Con el cuerpo ya sintiendo el desgaste físico, en el tercer día nos dirigimos al vivero Centro Experimental Piloto para la Alta Montaña Ecuatorial (CEPAME), localizado en el portón de Lagunillas, en zona limítrofe de las municipalidades de El Cocuy y Güicán de la Sierra, donde se lleva a cabo una labor hace más de tres décadas: la propagación de especies nativas para la restauración ecológica del ecosistema de alta montaña. En este contexto, escuchamos con atención la explicación de los guardaparques Pastor Correa, Jhon Ibañez, Andres Sandoval y de la jefe del área, sobre el proceso de crecimiento de las especies que allí se propagan como la chilca, colorado, chocho arbustivo, cucharo de páramo, los frailejones E. lopezii y E. cleefi, y otras especies de flora como mortiño, romero blanco y romero castilla.

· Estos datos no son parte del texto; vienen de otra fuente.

//! In-process backend. Used when no API is configured, and by tests.

use std::collections::{BTreeMap, VecDeque};
use std::sync::{Mutex, MutexGuard};

use super::HighlightBackend;
use crate::overlay::{
    Highlight, HighlightDraft, HighlightId, HighlightPatch, PersistenceError,
};

#[derive(Default)]
struct MemoryState {
    records: BTreeMap<String, Highlight>,
    next_id: u64,
    /// Errors returned by the next calls, oldest first.
    failures: VecDeque<PersistenceError>,
}

#[derive(Default)]
pub struct MemoryBackend {
    state: Mutex<MemoryState>,
}

impl MemoryBackend {
    pub fn new() -> Self {
        Self::default()
    }

    /// Make the next call fail with `error`. Queues up when called repeatedly.
    pub fn fail_next(&self, error: PersistenceError) {
        self.lock().failures.push_back(error);
    }

    /// Insert a record as if it had been created earlier.
    pub fn seed(&self, highlight: Highlight) {
        let id = highlight.id.to_string();
        self.lock().records.insert(id, highlight);
    }

    pub fn get(&self, id: &str) -> Option<Highlight> {
        self.lock().records.get(id).cloned()
    }

    pub fn count(&self) -> usize {
        self.lock().records.len()
    }

    fn lock(&self) -> MutexGuard<'_, MemoryState> {
        self.state.lock().unwrap_or_else(|poisoned| poisoned.into_inner())
    }

    fn begin(&self) -> Result<MutexGuard<'_, MemoryState>, PersistenceError> {
        let mut state = self.lock();
        match state.failures.pop_front() {
            Some(error) => Err(error),
            None => Ok(state),
        }
    }
}

impl HighlightBackend for MemoryBackend {
    fn name(&self) -> &'static str {
        "memory"
    }

    fn create(&self, draft: &HighlightDraft) -> Result<String, PersistenceError> {
        let mut state = self.begin()?;
        state.next_id += 1;
        let id = format!("mem-{}", state.next_id);
        let highlight = draft
            .clone()
            .into_highlight(HighlightId::Server(id.clone()));
        state.records.insert(id.clone(), highlight);
        Ok(id)
    }

    fn update(&self, id: &str, patch: &HighlightPatch) -> Result<(), PersistenceError> {
        let mut state = self.begin()?;
        let record = state
            .records
            .get_mut(id)
            .ok_or_else(|| PersistenceError::Status {
                status: 404,
                message: "Location not found".to_string(),
            })?;
        patch.apply_to(record);
        Ok(())
    }

    fn delete(&self, id: &str) -> Result<(), PersistenceError> {
        let mut state = self.begin()?;
        state.records.remove(id);
        Ok(())
    }

    fn list(&self, document_id: &str) -> Result<Vec<Highlight>, PersistenceError> {
        let state = self.begin()?;
        Ok(state
            .records
            .values()
            .filter(|h| h.document_id == document_id)
            .cloned()
            .collect())
    }
}

#[cfg(test)]
mod tests {
    use super::*;
    use crate::overlay::HighlightRect;

    fn draft(document_id: &str) -> HighlightDraft {
        HighlightDraft {
            document_id: document_id.into(),
            page_number: 1,
            rect: HighlightRect::new(50.0, 50.0, 10.0, 5.0),
            color: "#FFFF00".into(),
            owner_ref: None,
        }
    }

    #[test]
    fn test_ids_are_unique() {
        let backend = MemoryBackend::new();
        let a = backend.create(&draft("doc")).unwrap();
        let b = backend.create(&draft("doc")).unwrap();
        assert_ne!(a, b);
        assert_eq!(backend.count(), 2);
    }

    #[test]
    fn test_list_filters_by_document() {
        let backend = MemoryBackend::new();
        backend.create(&draft("a")).unwrap();
        backend.create(&draft("b")).unwrap();
        backend.create(&draft("a")).unwrap();
        assert_eq!(backend.list("a").unwrap().len(), 2);
        assert!(backend.list("c").unwrap().is_empty());
    }

    #[test]
    fn test_update_missing_record_is_404() {
        let backend = MemoryBackend::new();
        let result = backend.update("nope", &HighlightPatch::default());
        assert!(matches!(result, Err(PersistenceError::Status { status: 404, .. })));
    }

    #[test]
    fn test_delete_missing_record_succeeds() {
        let backend = MemoryBackend::new();
        assert!(backend.delete("nope").is_ok());
    }

    #[test]
    fn test_failures_are_consumed_in_order() {
        let backend = MemoryBackend::new();
        backend.fail_next(PersistenceError::Network("one".into()));
        backend.fail_next(PersistenceError::Rejected("two".into()));

        assert_eq!(
            backend.create(&draft("doc")),
            Err(PersistenceError::Network("one".into()))
        );
        assert_eq!(
            backend.list("doc"),
            Err(PersistenceError::Rejected("two".into()))
        );
        assert!(backend.create(&draft("doc")).is_ok());
    }

    #[test]
    fn test_seed_is_listed() {
        let backend = MemoryBackend::new();
        backend.seed(draft("doc").into_highlight(HighlightId::Server("s1".into())));
        assert_eq!(backend.list("doc").unwrap()[0].id.to_string(), "s1");
    }
}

Detrás del crecimiento vegetativo de cada planta, hay un trabajo minucioso, lleno de paciencia y conocimiento técnico, que nos hizo valorar aún más la complejidad de mantener viva la biodiversidad de este entorno único.
En el tercer día, emprendimos uno de los ascensos más exigentes del recorrido: el sendero que conduce al Ritacuba Blanco, el segundo pico más alto de Colombia y el más alto de la cordillera Oriental. El objetivo era alcanzar el borde glaciar, a 4.980 m s. n. m., el punto más elevado del recorrido. Esta vez, el sol se asomó como un aliado inesperado. El cielo estaba despejado y nos permitió disfrutar de una vista panorámica extraordinaria.


Las cámaras capturaron el momento, pero fue la experiencia compartida lo que verdaderamente dejó huella. Caminamos junto a los guardaparques Marcos Correa, Luis Hernando Carreño y Humberto Estepa, quienes han entregado su vida a la conservación del territorio. Escuchar sus historias, anécdotas y reflexiones mientras compartimos alimentos al pie del glaciar, fue uno de los momentos más significativos del viaje. Aprendimos de ellos que la montaña no solo es fuente de vida y sabiduría, sino también de unión. Que el turismo, si se practica de manera responsable, puede ser una fuente de sustento para muchas familias sin poner en riesgo el equilibrio natural. Y que la resiliencia de la naturaleza sigue siendo un ejemplo poderoso.
Finalmente, con los cuerpos fatigados pero la voluntad intacta, emprendimos la caminata hacia la Laguna Grande de la Sierra, en compañía de los guardaparques Flor Angela Muñoz y Hector Bravo. El sendero, considerado uno de los más diversos ecológicamente, nos llevó a través de distintos paisajes: desde relictos en buen estado de conservación de bosque altoandino hasta el Valle de los Frailejones, pasando por ecosistemas de páramo, superpáramo y glaciar.
Fue como caminar por un mosaico vivo de colores, texturas y aromas que nos hablaban de la riqueza única de estos territorios. Los frailejones, altivos y silenciosos, parecían custodiar la ruta, recordándonos que son fuente de agua y de vida. Al llegar a la laguna, nos encontramos con un espejo natural que reflejaba los picos de la Sierra Nevada de Güicán, Cocuy y Chita: los dos picos el Cóncavo y el Pan de Azúcar. Allí comprendimos que proteger este lugar no es una opción; es una urgencia.


Regresamos a casa con el cuerpo agotado, pero con el alma llena. Cada paso, cada mirada, cada historia vivida en la montaña reafirmó una certeza: la naturaleza sigue hablándonos, y nosotros, por fin, estamos aprendiendo a escucharla.